Top 5 Benefits of Hiring Remote Employees

Working from home employment is more than a lifestyle perk. It tells prospective employees your company cares about the team. Offering your employees the freedom to work from home is known to increase employee engagement. A Gallup survey states, “the optimal engagement boost occurs when employees spend 60% to 80% of their workweek — or three to four days — working off-site.” The next time you have a conversation about whether or not to hire remote employees, reference these top five benefits.

  1. Lures Top Talent

Remote jobs are appealing to everyone, whether you’re a student, parent, or someone with a unique lifestyle. It is a desirable option for people of all educational backgrounds and experiences. Offering telecommute options can give you the competitive edge you need to lock in top talent.

  1. Reduces Cost-Savings

A typical business would save $11,000 per person per year if they offered remote working. Think of all the expenses that would be removed off your budget list, such as no longer needing to purchase cubicles, ergonomic chairs and stationery supplies. Additionally, it can be more cost effective to hire remote employees outside of your office walls to broaden your candidate pool.

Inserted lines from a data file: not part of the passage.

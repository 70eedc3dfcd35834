use std::path::Path;

use sqlx::PgPool;
use sqlx::migrate::Migrator;
use sqlx::postgres::{PgConnectOptions, PgPoolOptions, PgSslMode};

use dbsync_core::{
    Column, ConnectionDescriptor, DatabaseSchema, Record, SslMode, Table, Value,
    connection::DEFAULT_SERVER_SCHEMA,
};

use crate::adapter::{MIGRATIONS_TABLE, Store, column_list, quote_ident};
use crate::error::StoreError;
use crate::options::ConnectOptions;

mod mapper;
mod queries;

/// Postgres caps a statement at 65535 bind parameters.
const MAX_BIND_PARAMS: usize = 65_535;

/// Store backed by a PostgreSQL database.
#[derive(Debug, Clone)]
pub struct PostgresStore {
    pool: PgPool,
    schema: String,
}

impl PostgresStore {
    /// Create a new store using a pre-configured pool.
    pub fn new(pool: PgPool, schema: impl Into<String>) -> Self {
        Self {
            pool,
            schema: schema.into(),
        }
    }

    /// Open a pool for a server descriptor.
    ///
    /// Sessions run with `timezone = UTC` so naive timestamps are read and
    /// written as UTC, and with `search_path` set to the descriptor's schema.
    pub async fn connect(
        descriptor: &ConnectionDescriptor,
        opts: &ConnectOptions,
    ) -> Result<Self, StoreError> {
        let schema = descriptor
            .schema
            .clone()
            .unwrap_or_else(|| DEFAULT_SERVER_SCHEMA.to_string());
        let pool = PgPoolOptions::new()
            .max_connections(opts.max_connections)
            .acquire_timeout(opts.acquire_timeout)
            .max_lifetime(descriptor.lifetime.max_lifetime)
            .test_before_acquire(descriptor.lifetime.health_checks)
            .connect_with(connect_options(descriptor, &schema))
            .await?;
        Ok(Self::new(pool, schema))
    }

    pub fn pool(&self) -> &PgPool {
        &self.pool
    }

    fn qualified(&self, table: &str) -> String {
        format!("{}.{}", quote_ident(&self.schema), quote_ident(table))
    }
}

pub(crate) fn connect_options(descriptor: &ConnectionDescriptor, schema: &str) -> PgConnectOptions {
    let mut options = PgConnectOptions::new()
        .database(&descriptor.name)
        .options([("timezone", "UTC"), ("search_path", schema)]);
    if let Some(host) = &descriptor.host {
        options = options.host(host);
    }
    if let Some(port) = descriptor.port {
        options = options.port(port);
    }
    if let Some(user) = &descriptor.user {
        options = options.username(user);
    }
    if let Some(password) = &descriptor.password {
        options = options.password(password.expose());
    }
    if let Some(mode) = descriptor.sslmode {
        options = options.ssl_mode(ssl_mode(mode));
    }
    options
}

fn ssl_mode(mode: SslMode) -> PgSslMode {
    match mode {
        SslMode::Disable => PgSslMode::Disable,
        SslMode::Allow => PgSslMode::Allow,
        SslMode::Prefer => PgSslMode::Prefer,
        SslMode::Require => PgSslMode::Require,
        SslMode::VerifyCa => PgSslMode::VerifyCa,
        SslMode::VerifyFull => PgSslMode::VerifyFull,
    }
}

#[async_trait::async_trait]
impl Store for PostgresStore {
    fn engine(&self) -> &'static str {
        "postgres"
    }

    fn max_bind_params(&self) -> usize {
        MAX_BIND_PARAMS
    }

    fn supports_sequences(&self) -> bool {
        true
    }

    async fn introspect(&self) -> Result<DatabaseSchema, StoreError> {
        let raw_tables = queries::list_tables(&self.pool, &self.schema).await?;
        let mut tables = Vec::with_capacity(raw_tables.len());

        for raw in raw_tables {
            if raw.name == MIGRATIONS_TABLE {
                continue;
            }
            let columns = queries::list_columns(&self.pool, &self.schema, &raw.name).await?;
            let primary_key =
                queries::get_primary_key(&self.pool, &self.schema, &raw.name).await?;
            let foreign_keys =
                queries::list_foreign_keys(&self.pool, &self.schema, &raw.name).await?;
            tables.push(mapper::map_table(
                raw,
                columns,
                primary_key,
                foreign_keys,
                &self.schema,
            ));
        }

        tables.sort_by(|left, right| left.name.cmp(&right.name));
        Ok(DatabaseSchema {
            engine: self.engine().to_string(),
            namespace: Some(self.schema.clone()),
            tables,
        })
    }

    async fn run_migrations(&self, dir: &Path) -> Result<usize, StoreError> {
        let migrator = Migrator::new(dir).await?;
        migrator.run(&self.pool).await?;
        Ok(migrator.iter().count())
    }

    async fn clear_tables(&self, tables: &[String]) -> Result<(), StoreError> {
        if tables.is_empty() {
            return Ok(());
        }
        let list = tables
            .iter()
            .map(|table| self.qualified(table))
            .collect::<Vec<_>>()
            .join(", ");
        sqlx::query(&format!("TRUNCATE TABLE {list} CASCADE"))
            .execute(&self.pool)
            .await?;
        Ok(())
    }

    async fn count_rows(&self, table: &str) -> Result<i64, StoreError> {
        let sql = format!("SELECT count(*) FROM {}", self.qualified(table));
        Ok(sqlx::query_scalar::<_, i64>(&sql)
            .fetch_one(&self.pool)
            .await?)
    }

    async fn read_rows(&self, table: &Table) -> Result<Vec<Record>, StoreError> {
        let columns: Vec<Column> = table.writable_columns().cloned().collect();
        if columns.is_empty() {
            return Ok(Vec::new());
        }
        let select = columns
            .iter()
            .map(mapper::select_expr)
            .collect::<Vec<_>>()
            .join(", ");
        let sql = format!("SELECT {select} FROM {}", self.qualified(&table.name));

        let rows = sqlx::query(&sql).fetch_all(&self.pool).await?;
        rows.iter()
            .map(|row| mapper::decode_row(row, &columns))
            .collect()
    }

    async fn insert_rows(
        &self,
        table: &Table,
        columns: &[Column],
        rows: &[Record],
    ) -> Result<u64, StoreError> {
        if rows.is_empty() || columns.is_empty() {
            return Ok(0);
        }

        let mut index = 0;
        let tuples: Vec<String> = rows
            .iter()
            .map(|_| {
                let slots: Vec<String> = columns
                    .iter()
                    .map(|column| {
                        index += 1;
                        mapper::placeholder(index, column)
                    })
                    .collect();
                format!("({})", slots.join(", "))
            })
            .collect();

        let overriding = if columns.iter().any(|column| column.is_identity_always) {
            " OVERRIDING SYSTEM VALUE"
        } else {
            ""
        };
        let sql = format!(
            "INSERT INTO {} ({}){overriding} VALUES {}",
            self.qualified(&table.name),
            column_list(columns),
            tuples.join(", ")
        );

        let mut query = sqlx::query(&sql);
        for row in rows {
            for column in columns {
                let value = row.get(&column.name).unwrap_or(&Value::Null);
                query = mapper::bind_value(query, value);
            }
        }

        let mut tx = self.pool.begin().await?;
        sqlx::query("SET CONSTRAINTS ALL DEFERRED")
            .execute(&mut *tx)
            .await?;
        let result = query.execute(&mut *tx).await?;
        tx.commit().await?;
        Ok(result.rows_affected())
    }

    async fn max_primary_key(&self, table: &Table) -> Result<Option<i64>, StoreError> {
        let Some(column) = table.single_primary_key() else {
            return Ok(None);
        };
        let sql = format!(
            "SELECT max({})::int8 FROM {}",
            quote_ident(&column.name),
            self.qualified(&table.name)
        );
        Ok(sqlx::query_scalar::<_, Option<i64>>(&sql)
            .fetch_one(&self.pool)
            .await?)
    }

    async fn reset_sequence(&self, table: &Table, next_value: i64) -> Result<bool, StoreError> {
        let Some(column) = table.single_primary_key() else {
            return Ok(false);
        };
        let qualified = self.qualified(&table.name);
        let Some(sequence) = queries::serial_sequence(&self.pool, &qualified, &column.name).await?
        else {
            return Ok(false);
        };

        sqlx::query("SELECT setval($1::regclass, $2, false)")
            .bind(&sequence)
            .bind(next_value)
            .execute(&self.pool)
            .await?;
        tracing::debug!(
            event = "sequence.reset",
            table = %table.name,
            sequence = %sequence,
            next_value
        );
        Ok(true)
    }

    async fn ensure_cache_table(&self, name: &str) -> Result<bool, StoreError> {
        if queries::table_exists(&self.pool, &self.schema, name).await? {
            return Ok(false);
        }
        let table = self.qualified(name);
        sqlx::query(&format!(
            "CREATE TABLE IF NOT EXISTS {table} (\
             \"cache_key\" varchar(255) NOT NULL PRIMARY KEY, \
             \"value\" text NOT NULL, \
             \"expires\" timestamp NOT NULL)"
        ))
        .execute(&self.pool)
        .await?;
        sqlx::query(&format!(
            "CREATE INDEX IF NOT EXISTS {} ON {table} (\"expires\")",
            quote_ident(&format!("{name}_expires"))
        ))
        .execute(&self.pool)
        .await?;
        Ok(true)
    }

    async fn close(&self) {
        self.pool.close().await;
    }
}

  1. Increases Productivity

Did you know 77% of people are more productive working at home? If your office is in Toronto or a popular city, the reality of a 1-2-hour commute can create stress and burnout. When employees have the flexibility of working from home, they have less distractions and can be more productive in their own space than in an office full-time.

  1. Lowers Work Absences

Canadian workers miss an average 9.3 days per year and it’s costing the economy $16.6 billion. With telecommuting, you might find your business having less work absences and higher cost-savings. The primary financial benefits of offering remote work for employers come from lower absenteeism and reduced sick leave. 

  1. Reduces Employee Attrition

95% of employers say telework has a high impact on employee retention. Some of the major factors that motivate employees to leave an organization include lack of work-life balance and a long commute to work. Offering the ability to telecommute addresses these two motivational factors, and in turn strengthens retention. 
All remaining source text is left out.